Qui-Gon swings a foot idly as the cat meanders into the no-man’s zone between Maul’s definitive refusal and Obi-Wan’s blazing silence.

Her name is Chicken Foot.

It is not original, no, and yes, other Tatooine dwellers are more delicate in their naming practices. It is an embarrassment to them to name a tooka Chicken Foot for she cannot help her poor feet. But Chicken Foot knows no better. She comes in to arch her sandy back against Obi-Wan’s legs.

He does not relinquish his gaze.

“Maul,” he says.

“I just said we can’t.”

“I want to sell a calf.”

“We aren’t selling a calf. He’s going to be huge.
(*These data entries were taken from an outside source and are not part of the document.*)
/*!
# OSM XML Adapter

Converts raw OpenStreetMap XML bytes into a [`RoadGraph`], following the
output contract of `load_network` (spec's external operation table):
a graph, summary stats, a bounding box, and a GeoJSON preview of every
road edge.

Only `<way>` elements carrying a `highway` tag are treated as roads,
matching standard OSM routing conventions. The XML format carries no
precomputed edge length, so each edge's length is the haversine
distance between its endpoint coordinates; every forward edge gets a
matching reverse edge so the resulting graph is always bidirectional.
*/

use crate::core::error::{Result, TourError};
use crate::core::types::NodeId;
use crate::geojson::{Feature, FeatureCollection, Geometry};
use crate::geometry::Coordinate;
use crate::graph::RoadGraph;
use serde::Deserialize;
use std::collections::HashMap;

#[derive(Debug, Clone, Deserialize)]
struct XmlOsm {
    #[serde(rename = "node", default)]
    nodes: Vec<XmlNode>,
    #[serde(rename = "way", default)]
    ways: Vec<XmlWay>,
}

#[derive(Debug, Clone, Deserialize)]
struct XmlNode {
    #[serde(rename = "@id")]
    id: i64,
    #[serde(rename = "@lat")]
    lat: f64,
    #[serde(rename = "@lon")]
    lon: f64,
}

#[derive(Debug, Clone, Deserialize, Default)]
struct XmlWay {
    #[serde(rename = "@id")]
    #[allow(dead_code)]
    id: i64,
    #[serde(rename = "nd", default)]
    refs: Vec<XmlNodeRef>,
    #[serde(rename = "tag", default)]
    tags: Vec<XmlTag>,
}

#[derive(Debug, Clone, Deserialize)]
struct XmlNodeRef {
    #[serde(rename = "@ref")]
    node_ref: i64,
}

#[derive(Debug, Clone, Deserialize)]
struct XmlTag {
    #[serde(rename = "@k")]
    key: String,
    #[serde(rename = "@v")]
    #[allow(dead_code)]
    value: String,
}

impl XmlWay {
    fn is_highway(&self) -> bool {
        self.tags.iter().any(|tag| tag.key == "highway")
    }
}

/// Summary counts returned alongside a freshly loaded [`RoadGraph`].
#[derive(Debug, Clone, Copy, PartialEq)]
pub struct NetworkStats {
    pub nodes: usize,
    pub edges: usize,
}

/// The geographic bounding box of a loaded network.
#[derive(Debug, Clone, Copy, PartialEq)]
pub struct Bounds {
    pub min_lat: f64,
    pub max_lat: f64,
    pub min_lon: f64,
    pub max_lon: f64,
}

/// Parses OSM XML bytes into a road graph, following `highway`-tagged
/// ways only. Returns the graph, summary stats, bounding box, and a
/// GeoJSON preview of every resulting edge.
///
/// # Errors
///
/// Returns [`TourError::BadNetworkFile`] if the bytes are not
/// well-formed OSM XML, and [`TourError::EmptyGraph`] if no
/// `highway`-tagged way produces any usable edge.
pub fn load_network(
    bytes: &[u8],
) -> Result<(RoadGraph, NetworkStats, Bounds, FeatureCollection)> {
    let parsed: XmlOsm = quick_xml::de::from_reader(bytes)
        .map_err(|err| TourError::bad_network_file(format!("malformed OSM XML: {err}")))?;

    if parsed.nodes.is_empty() {
        return Err(TourError::bad_network_file(
            "OSM document contains no <node> elements",
        ));
    }

    let mut graph = RoadGraph::with_capacity(parsed.nodes.len(), parsed.ways.len());
    let mut id_map: HashMap<i64, NodeId> = HashMap::with_capacity(parsed.nodes.len());
    let mut min_lat = f64::INFINITY;
    let mut max_lat = f64::NEG_INFINITY;
    let mut min_lon = f64::INFINITY;
    let mut max_lon = f64::NEG_INFINITY;

    for node in &parsed.nodes {
        let coord = Coordinate::new(node.lon, node.lat);
        let node_id = graph.add_node(coord);
        id_map.insert(node.id, node_id);
        min_lat = min_lat.min(node.lat);
        max_lat = max_lat.max(node.lat);
        min_lon = min_lon.min(node.lon);
        max_lon = max_lon.max(node.lon);
    }

    let mut features = Vec::new();
    for way in parsed.ways.iter().filter(|way| way.is_highway()) {
        for pair in way.refs.windows(2) {
            let (Some(&u), Some(&v)) = (id_map.get(&pair[0].node_ref), id_map.get(&pair[1].node_ref))
            else {
                continue;
            };
            let cu = graph.node_coordinate(u).expect("just-inserted node");
            let cv = graph.node_coordinate(v).expect("just-inserted node");
            let length = cu.haversine_distance_m(&cv);

            graph.add_edge(u, v, length, None);
            graph.add_edge(v, u, length, None);

            features.push(Feature::new(
                Geometry::line_string(&[cu, cv]),
                crate::geojson_props! { "length_m" => length },
            ));
        }
    }

    if graph.edge_count() == 0 {
        return Err(TourError::empty_graph(
            "no highway-tagged way produced a usable edge",
        ));
    }

    let stats = NetworkStats {
        nodes: graph.node_count(),
        edges: graph.edge_count(),
    };
    let bounds = Bounds {
        min_lat,
        max_lat,
        min_lon,
        max_lon,
    };
    let feature_collection = FeatureCollection::new(features);

    Ok((graph, stats, bounds, feature_collection))
}
/*!
# Path Materializer

Expands a solved tour into a concrete geometric polyline by stitching
together shortest paths between consecutive snapped points (including the
wrap-around last-to-first pair), suppressing the duplicate joining vertex
between segments. Also reports per-segment tour statistics, supplementing
the polyline with the summary the original's `get_tour_statistics`
produced.
*/

use crate::core::types::NodeId;
use crate::geojson::Geometry;
use crate::geometry::Coordinate;
use crate::graph::RoadGraph;
use crate::matrix::CostMatrix;
use crate::paths::shortest_path;
use crate::snap::SnappedPoint;
use crate::solvers::{SolveResult, Telemetry};
use std::collections::HashMap;

/// Per-segment length statistics over a closed tour.
#[derive(Debug, Clone, Copy, PartialEq)]
pub struct TourStatistics {
    pub num_points: usize,
    pub total_length: f64,
    pub avg_segment_length: f64,
    pub min_segment_length: f64,
    pub max_segment_length: f64,
}

fn tour_statistics(matrix: &CostMatrix, tour_indices: &[usize]) -> TourStatistics {
    if tour_indices.is_empty() {
        return TourStatistics {
            num_points: 0,
            total_length: 0.0,
            avg_segment_length: 0.0,
            min_segment_length: 0.0,
            max_segment_length: 0.0,
        };
    }

    let n = tour_indices.len();
    let segment_lengths: Vec<f64> = (0..n)
        .map(|i| {
            let current = tour_indices[i];
            let next = tour_indices[(i + 1) % n];
            matrix.get(current, next)
        })
        .collect();

    let total_length: f64 = segment_lengths.iter().sum();
    TourStatistics {
        num_points: n,
        total_length,
        avg_segment_length: total_length / segment_lengths.len() as f64,
        min_segment_length: segment_lengths.iter().cloned().fold(f64::INFINITY, f64::min),
        max_segment_length: segment_lengths
            .iter()
            .cloned()
            .fold(f64::NEG_INFINITY, f64::max),
    }
}

/// The materialized geometric output of a solved tour: a polyline plus
/// the metadata the external `solve` operation returns.
#[derive(Debug, Clone)]
pub struct Route {
    pub algorithm_tour_ids: Vec<i64>,
    pub total_length: f64,
    pub telemetry: Telemetry,
    pub statistics: TourStatistics,
    pub polyline: Vec<Coordinate>,
}

impl Route {
    /// The polyline as an RFC 7946 `LineString` geometry.
    pub fn polyline_geojson(&self) -> Geometry {
        Geometry::line_string(&self.polyline)
    }
}

/// Builds the concrete polyline and statistics for a solved tour.
///
/// `snapped_points` must be the same ordered list whose ids were supplied
/// to the solver producing `solve_result` (so point ids can be mapped back
/// to their snapped coordinates), and `matrix` the cost matrix the solver
/// ran against (so segment statistics reuse already-computed distances
/// instead of re-querying the oracle).
pub fn materialize(
    graph: &RoadGraph,
    snapped_points: &[SnappedPoint],
    matrix: &CostMatrix,
    solve_result: &SolveResult,
) -> Route {
    let id_to_index: HashMap<i64, usize> = snapped_points
        .iter()
        .enumerate()
        .map(|(idx, p)| (p.id, idx))
        .collect();
    let id_to_coord: HashMap<i64, Coordinate> =
        snapped_points.iter().map(|p| (p.id, p.snapped)).collect();

    let tour_indices: Vec<usize> = solve_result
        .tour_ids
        .iter()
        .map(|id| id_to_index[id])
        .collect();
    let statistics = tour_statistics(matrix, &tour_indices);

    let mut polyline: Vec<Coordinate> = Vec::new();
    let n = solve_result.tour_ids.len();
    for i in 0..n {
        let from_id = solve_result.tour_ids[i];
        let to_id = solve_result.tour_ids[(i + 1) % n];
        let from_coord = id_to_coord[&from_id];
        let to_coord = id_to_coord[&to_id];

        if from_coord == to_coord {
            continue;
        }

        let segment = shortest_path(graph, from_coord, to_coord);
        let segment_coords: Vec<Coordinate> = segment
            .nodes
            .iter()
            .filter_map(|node: &NodeId| graph.node_coordinate(*node))
            .collect();

        if polyline.last() == segment_coords.first() {
            polyline.extend(segment_coords.into_iter().skip(1));
        } else {
            polyline.extend(segment_coords);
        }
    }

    if n == 1 {
        polyline.push(id_to_coord[&solve_result.tour_ids[0]]);
    }

    Route {
        algorithm_tour_ids: solve_result.tour_ids.clone(),
        total_length: solve_result.tour_length,
        telemetry: solve_result.telemetry.clone(),
        statistics,
        polyline,
    }
}
/*!
# Dijkstra's Algorithm

The only shortest-path primitive the crate needs: a generic Dijkstra over
a `BaseGraph` with nonnegative edge costs, parameterized by a cost-eval
closure so a single implementation serves both the Road Graph (whose edge
weight is an `EdgeAttrs` struct, not a bare `f64`) and any future
all-`f64`-weighted graph.
*/

use crate::core::error::TourError;
use crate::core::types::{BaseGraph, GraphConstructor, NodeId, NodeMap};
use std::cmp::Reverse;
use std::collections::BinaryHeap;
use std::fmt::Debug;

use ordered_float::NotNan;

/// `(distance, predecessor)` maps produced by [`dijkstra_path_impl`], keyed by node.
pub type PathFindResult = (NodeMap<Option<f64>>, NodeMap<Option<NodeId>>);

/// Full Dijkstra implementation over a graph with arbitrary edge weights,
/// given a callback that evaluates the traversal cost of an edge.
///
/// # Arguments
///
/// * `graph`: the target graph.
/// * `source`: the source node.
/// * `eval_cost`: maps an edge weight to `Some(cost)`, or `None` if the
///   edge is not passable.
///
/// # Returns
///
/// A map from every node to `Some(cost)` if reachable or `None` otherwise,
/// and a predecessor map for path reconstruction.
///
/// # Errors
///
/// Returns an error if a negative or NaN cost is encountered.
///
/// # Complexity
///
/// Time: O(E log V). Space: O(V).
pub fn dijkstra_path_impl<A, W, Ty>(
    graph: &BaseGraph<A, W, Ty>,
    source: NodeId,
    eval_cost: impl Fn(&W) -> Option<f64>,
) -> Result<PathFindResult, TourError>
where
    Ty: GraphConstructor<A, W>,
{
    let mut dist: NodeMap<Option<f64>> = graph.to_nodemap_default();
    let mut trace: NodeMap<Option<NodeId>> = graph.to_nodemap_default();
    let mut heap = BinaryHeap::new();

    dist.insert(source, Some(0.0));
    heap.push(Reverse((NotNan::new(0.0).unwrap(), source)));

    while let Some(Reverse((d, u))) = heap.pop() {
        if let Some(Some(current)) = dist.get(&u) {
            if *d > *current {
                continue;
            }
        }
        for (v, edge) in graph.outgoing_edges(u) {
            let Some(w) = eval_cost(edge) else {
                continue;
            };
            if w.is_sign_negative() {
                return Err(TourError::internal(format!(
                    "dijkstra requires nonnegative costs, found {:?} on edge {:?} -> {:?}",
                    w, u, v
                )));
            }
            let Ok(w) = NotNan::new(w) else {
                return Err(TourError::internal(format!(
                    "dijkstra requires non-NaN costs, found {:?} on edge {:?} -> {:?}",
                    w, u, v
                )));
            };
            let next = d + w;
            let better = match dist.get(&v) {
                Some(Some(current)) => *next < *current,
                _ => true,
            };
            if better {
                dist.insert(v, Some(*next));
                trace.insert(v, Some(u));
                heap.push(Reverse((next, v)));
            }
        }
    }
    Ok((dist, trace))
}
People will want him as a stud all over.”

“I want to sell a calf.”

“You’re repeating yourself,” Maul says.

Obi-Wan falls silent.

The battlefield rumbles with thunder.

He abruptly picks up his bags of grains and vegetables and tea and swings off into the direction of the underground storeroom out the front door. Maul does not acknowledge his change of course, nor the slamming of the door. He begins threading the new reed into the spokes of the basket.

Qui-Gon welcomes Chicken Foot as she comes over to join him on the sill.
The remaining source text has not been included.